**Exercise**
Considering every line below, count those with the word "struct" and give only the result.

____ Given data

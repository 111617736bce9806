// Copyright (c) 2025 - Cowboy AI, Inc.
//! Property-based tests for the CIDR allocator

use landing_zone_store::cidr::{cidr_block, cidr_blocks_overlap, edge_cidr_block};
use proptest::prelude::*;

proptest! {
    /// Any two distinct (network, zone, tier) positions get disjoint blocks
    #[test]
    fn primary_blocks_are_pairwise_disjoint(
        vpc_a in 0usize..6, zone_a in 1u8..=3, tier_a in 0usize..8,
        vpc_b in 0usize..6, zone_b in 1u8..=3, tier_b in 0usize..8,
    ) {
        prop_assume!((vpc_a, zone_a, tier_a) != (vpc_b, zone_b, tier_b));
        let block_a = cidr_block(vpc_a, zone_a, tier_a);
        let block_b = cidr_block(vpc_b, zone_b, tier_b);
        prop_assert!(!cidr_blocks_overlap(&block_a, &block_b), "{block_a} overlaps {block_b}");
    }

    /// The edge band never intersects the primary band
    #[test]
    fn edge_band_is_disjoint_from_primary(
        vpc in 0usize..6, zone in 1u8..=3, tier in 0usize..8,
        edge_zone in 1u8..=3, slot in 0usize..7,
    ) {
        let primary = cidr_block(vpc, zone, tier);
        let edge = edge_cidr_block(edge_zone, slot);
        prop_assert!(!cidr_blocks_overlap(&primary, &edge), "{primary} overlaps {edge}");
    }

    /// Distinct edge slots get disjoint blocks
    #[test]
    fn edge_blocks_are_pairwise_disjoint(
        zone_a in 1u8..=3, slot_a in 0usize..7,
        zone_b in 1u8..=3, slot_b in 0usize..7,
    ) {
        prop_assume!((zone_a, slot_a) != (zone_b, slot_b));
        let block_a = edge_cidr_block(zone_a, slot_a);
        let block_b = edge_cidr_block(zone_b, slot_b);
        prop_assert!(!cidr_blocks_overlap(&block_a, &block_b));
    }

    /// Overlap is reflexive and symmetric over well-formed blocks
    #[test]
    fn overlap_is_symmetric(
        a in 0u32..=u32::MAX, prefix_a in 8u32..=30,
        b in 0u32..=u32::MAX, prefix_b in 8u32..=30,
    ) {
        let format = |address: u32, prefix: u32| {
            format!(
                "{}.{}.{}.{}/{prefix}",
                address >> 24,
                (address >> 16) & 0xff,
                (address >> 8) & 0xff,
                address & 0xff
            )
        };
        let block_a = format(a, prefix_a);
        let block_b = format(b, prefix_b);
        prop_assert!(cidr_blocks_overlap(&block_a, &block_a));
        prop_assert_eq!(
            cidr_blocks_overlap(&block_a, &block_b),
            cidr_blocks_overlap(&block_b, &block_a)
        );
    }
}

________
____ Given data

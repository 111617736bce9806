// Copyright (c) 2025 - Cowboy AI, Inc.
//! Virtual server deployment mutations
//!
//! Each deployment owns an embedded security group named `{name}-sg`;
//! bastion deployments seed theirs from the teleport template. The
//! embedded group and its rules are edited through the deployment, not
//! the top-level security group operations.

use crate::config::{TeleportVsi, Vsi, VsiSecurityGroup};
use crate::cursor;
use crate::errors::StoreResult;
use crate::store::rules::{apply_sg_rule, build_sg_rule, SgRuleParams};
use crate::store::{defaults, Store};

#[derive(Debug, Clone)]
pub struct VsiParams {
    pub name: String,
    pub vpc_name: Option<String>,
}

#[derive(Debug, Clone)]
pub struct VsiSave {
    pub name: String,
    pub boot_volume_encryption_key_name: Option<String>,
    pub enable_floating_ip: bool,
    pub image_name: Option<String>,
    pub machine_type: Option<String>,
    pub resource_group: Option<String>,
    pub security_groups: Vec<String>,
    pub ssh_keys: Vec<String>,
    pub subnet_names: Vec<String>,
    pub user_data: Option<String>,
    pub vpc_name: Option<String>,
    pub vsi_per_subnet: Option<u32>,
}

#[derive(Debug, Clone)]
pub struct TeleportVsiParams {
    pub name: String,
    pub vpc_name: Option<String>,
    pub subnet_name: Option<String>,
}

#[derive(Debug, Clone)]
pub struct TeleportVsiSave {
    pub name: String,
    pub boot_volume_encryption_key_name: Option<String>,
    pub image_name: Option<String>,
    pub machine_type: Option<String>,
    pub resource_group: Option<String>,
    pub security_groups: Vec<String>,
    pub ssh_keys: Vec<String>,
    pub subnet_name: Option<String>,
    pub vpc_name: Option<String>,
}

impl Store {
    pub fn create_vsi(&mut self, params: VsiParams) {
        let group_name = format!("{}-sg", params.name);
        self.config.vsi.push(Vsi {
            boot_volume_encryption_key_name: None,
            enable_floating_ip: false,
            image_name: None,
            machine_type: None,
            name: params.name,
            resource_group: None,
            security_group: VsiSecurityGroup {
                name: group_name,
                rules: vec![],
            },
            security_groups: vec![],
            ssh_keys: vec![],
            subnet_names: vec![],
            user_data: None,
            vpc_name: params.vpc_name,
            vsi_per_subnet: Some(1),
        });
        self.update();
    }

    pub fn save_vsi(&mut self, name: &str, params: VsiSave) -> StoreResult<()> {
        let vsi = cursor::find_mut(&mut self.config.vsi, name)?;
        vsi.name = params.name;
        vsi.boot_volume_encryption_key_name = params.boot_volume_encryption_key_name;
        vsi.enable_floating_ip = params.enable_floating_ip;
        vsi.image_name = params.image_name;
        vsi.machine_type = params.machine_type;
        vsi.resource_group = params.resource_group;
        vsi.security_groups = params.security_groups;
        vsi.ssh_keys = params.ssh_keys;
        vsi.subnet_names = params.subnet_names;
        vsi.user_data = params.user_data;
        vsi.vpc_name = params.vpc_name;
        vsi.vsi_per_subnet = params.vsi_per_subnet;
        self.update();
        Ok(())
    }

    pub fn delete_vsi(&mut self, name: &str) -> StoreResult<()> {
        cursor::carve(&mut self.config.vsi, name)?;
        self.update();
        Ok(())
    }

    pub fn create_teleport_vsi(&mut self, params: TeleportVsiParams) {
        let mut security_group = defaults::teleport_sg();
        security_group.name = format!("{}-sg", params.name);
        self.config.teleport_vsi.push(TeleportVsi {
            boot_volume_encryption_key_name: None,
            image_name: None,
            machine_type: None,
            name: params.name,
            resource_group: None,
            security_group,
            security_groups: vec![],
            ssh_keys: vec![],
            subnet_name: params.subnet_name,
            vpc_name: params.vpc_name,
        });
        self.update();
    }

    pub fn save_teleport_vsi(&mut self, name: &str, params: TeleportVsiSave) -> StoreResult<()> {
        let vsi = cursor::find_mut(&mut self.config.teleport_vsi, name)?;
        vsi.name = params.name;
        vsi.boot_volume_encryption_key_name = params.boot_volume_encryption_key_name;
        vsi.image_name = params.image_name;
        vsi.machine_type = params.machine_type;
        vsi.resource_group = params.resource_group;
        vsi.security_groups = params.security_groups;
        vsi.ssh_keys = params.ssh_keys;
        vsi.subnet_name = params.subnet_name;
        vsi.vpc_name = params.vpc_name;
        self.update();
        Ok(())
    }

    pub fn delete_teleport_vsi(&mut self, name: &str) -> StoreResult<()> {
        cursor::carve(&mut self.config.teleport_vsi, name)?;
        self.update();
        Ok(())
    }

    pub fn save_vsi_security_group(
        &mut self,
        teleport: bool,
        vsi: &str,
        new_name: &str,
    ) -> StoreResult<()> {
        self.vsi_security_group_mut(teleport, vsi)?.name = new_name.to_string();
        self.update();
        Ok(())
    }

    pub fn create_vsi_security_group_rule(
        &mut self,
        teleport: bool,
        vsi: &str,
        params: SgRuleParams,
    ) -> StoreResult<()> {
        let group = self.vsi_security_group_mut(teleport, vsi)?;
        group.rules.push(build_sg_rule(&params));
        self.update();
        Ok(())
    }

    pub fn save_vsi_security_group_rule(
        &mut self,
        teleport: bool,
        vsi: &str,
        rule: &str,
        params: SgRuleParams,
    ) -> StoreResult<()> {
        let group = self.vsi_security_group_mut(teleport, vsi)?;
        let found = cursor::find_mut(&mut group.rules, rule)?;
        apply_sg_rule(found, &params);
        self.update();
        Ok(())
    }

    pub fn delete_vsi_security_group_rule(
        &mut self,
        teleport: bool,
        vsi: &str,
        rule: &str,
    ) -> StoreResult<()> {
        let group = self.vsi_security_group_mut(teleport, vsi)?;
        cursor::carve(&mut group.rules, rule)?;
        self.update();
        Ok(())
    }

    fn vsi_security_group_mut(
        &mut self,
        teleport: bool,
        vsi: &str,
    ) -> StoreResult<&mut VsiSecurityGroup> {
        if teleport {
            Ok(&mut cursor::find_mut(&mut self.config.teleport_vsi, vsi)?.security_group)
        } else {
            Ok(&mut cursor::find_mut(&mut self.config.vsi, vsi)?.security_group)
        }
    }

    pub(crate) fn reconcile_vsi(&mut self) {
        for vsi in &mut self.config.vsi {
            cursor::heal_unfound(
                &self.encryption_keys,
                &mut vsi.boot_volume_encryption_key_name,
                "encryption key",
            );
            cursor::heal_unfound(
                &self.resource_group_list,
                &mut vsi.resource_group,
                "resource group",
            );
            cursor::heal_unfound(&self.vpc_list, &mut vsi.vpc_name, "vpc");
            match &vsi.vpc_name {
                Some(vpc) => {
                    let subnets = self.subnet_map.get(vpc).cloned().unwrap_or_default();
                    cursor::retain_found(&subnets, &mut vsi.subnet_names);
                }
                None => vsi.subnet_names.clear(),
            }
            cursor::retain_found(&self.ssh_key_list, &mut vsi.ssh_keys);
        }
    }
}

________

**Task output**
4